▶ WHAT IS REQUIRED: When the line with "pub fn can_redo(&self)" appears below, start repeating lines exactly, and keep going through the line with "pub fn reset(&mut"; add nothing outside that span.

▶ SOURCE DATA:

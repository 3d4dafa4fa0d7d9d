// SPDX-FileCopyrightText: 2026 Bruno Meilick
// SPDX-License-Identifier: LicenseRef-Mindweave-FreeUse-NoCopy-NoDerivatives
//
// All rights reserved.
//
// This file is part of Mindweave and is proprietary software.
// Unauthorized copying, modification, or distribution is prohibited.

//! Bounded linear undo/redo history.
//!
//! The stack always holds at least one entry and the cursor always points at a valid entry.
//! Pushing after an undo discards the redo tail. Once the stack is full the oldest entry is
//! evicted.
//!
//! Undo and redo arm a one-shot replay guard: observers that react to the replayed state by
//! pushing it again are ignored until [`HistoryStack::settle`] is called.

use std::collections::VecDeque;

pub const DEFAULT_CAPACITY: usize = 50;

#[derive(Debug, Clone)]
pub struct HistoryStack<T> {
    entries: VecDeque<T>,
    cursor: usize,
    capacity: usize,
    replaying: bool,
}

impl<T> HistoryStack<T> {
    pub fn new(initial: T) -> Self {
        Self::with_capacity(initial, DEFAULT_CAPACITY)
    }

    /// A capacity of 0 is treated as 1.
    pub fn with_capacity(initial: T, capacity: usize) -> Self {
        let capacity = capacity.max(1);
        let mut entries = VecDeque::with_capacity(capacity.min(DEFAULT_CAPACITY));
        entries.push_back(initial);
        Self {
            entries,
            cursor: 0,
            capacity,
            replaying: false,
        }
    }

    /// Records `entry` as the new current state. Returns `false` (and drops `entry`) while a
    /// replay is unsettled.
    pub fn push(&mut self, entry: T) -> bool {
        if self.replaying {
            tracing::trace!("history push ignored during replay");
            return false;
        }

        self.entries.truncate(self.cursor + 1);
        self.entries.push_back(entry);
        while self.entries.len() > self.capacity {
            self.entries.pop_front();
        }
        self.cursor = self.entries.len() - 1;
        true
    }

    pub fn undo(&mut self) -> Option<&T> {
        if !self.can_undo() {
            return None;
        }
        self.cursor -= 1;
        self.replaying = true;
        self.entries.get(self.cursor)
    }

    pub fn redo(&mut self) -> Option<&T> {
        if !self.can_redo() {
            return None;
        }
        self.cursor += 1;
        self.replaying = true;
        self.entries.get(self.cursor)
    }

    /// Ends a replay started by `undo`/`redo`.
    pub fn settle(&mut self) {
        self.replaying = false;
    }

    pub fn is_replaying(&self) -> bool {
        self.replaying
    }

    pub fn can_undo(&self) -> bool {
        self.cursor > 0
    }

    pub fn can_redo(&self) -> bool {
        self.cursor + 1 < self.entries.len()
    }

    pub fn current(&self) -> &T {
        &self.entries[self.cursor]
    }

    /// Drops all entries and starts over from `initial`.
    pub fn reset(&mut self, initial: T) {
        self.entries.clear();
        self.entries.push_back(initial);
        self.cursor = 0;
        self.replaying = false;
    }

    pub fn len(&self) -> usize {
        self.entries.len()
    }

    pub fn is_empty(&self) -> bool {
        self.entries.is_empty()
    }

    pub fn capacity(&self) -> usize {
        self.capacity
    }

    pub fn cursor(&self) -> usize {
        self.cursor
    }
}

▶ RESPONSE AREA:
    pub fn can_redo(&self) -> bool {
        self.cursor + 1 < self.entries.len()
    }

    pub fn current(&self) -> &T {
        &self.entries[self.cursor]
    }

    /// Drops all entries and starts over from `initial`.
    pub fn reset(&mut self, initial: T) {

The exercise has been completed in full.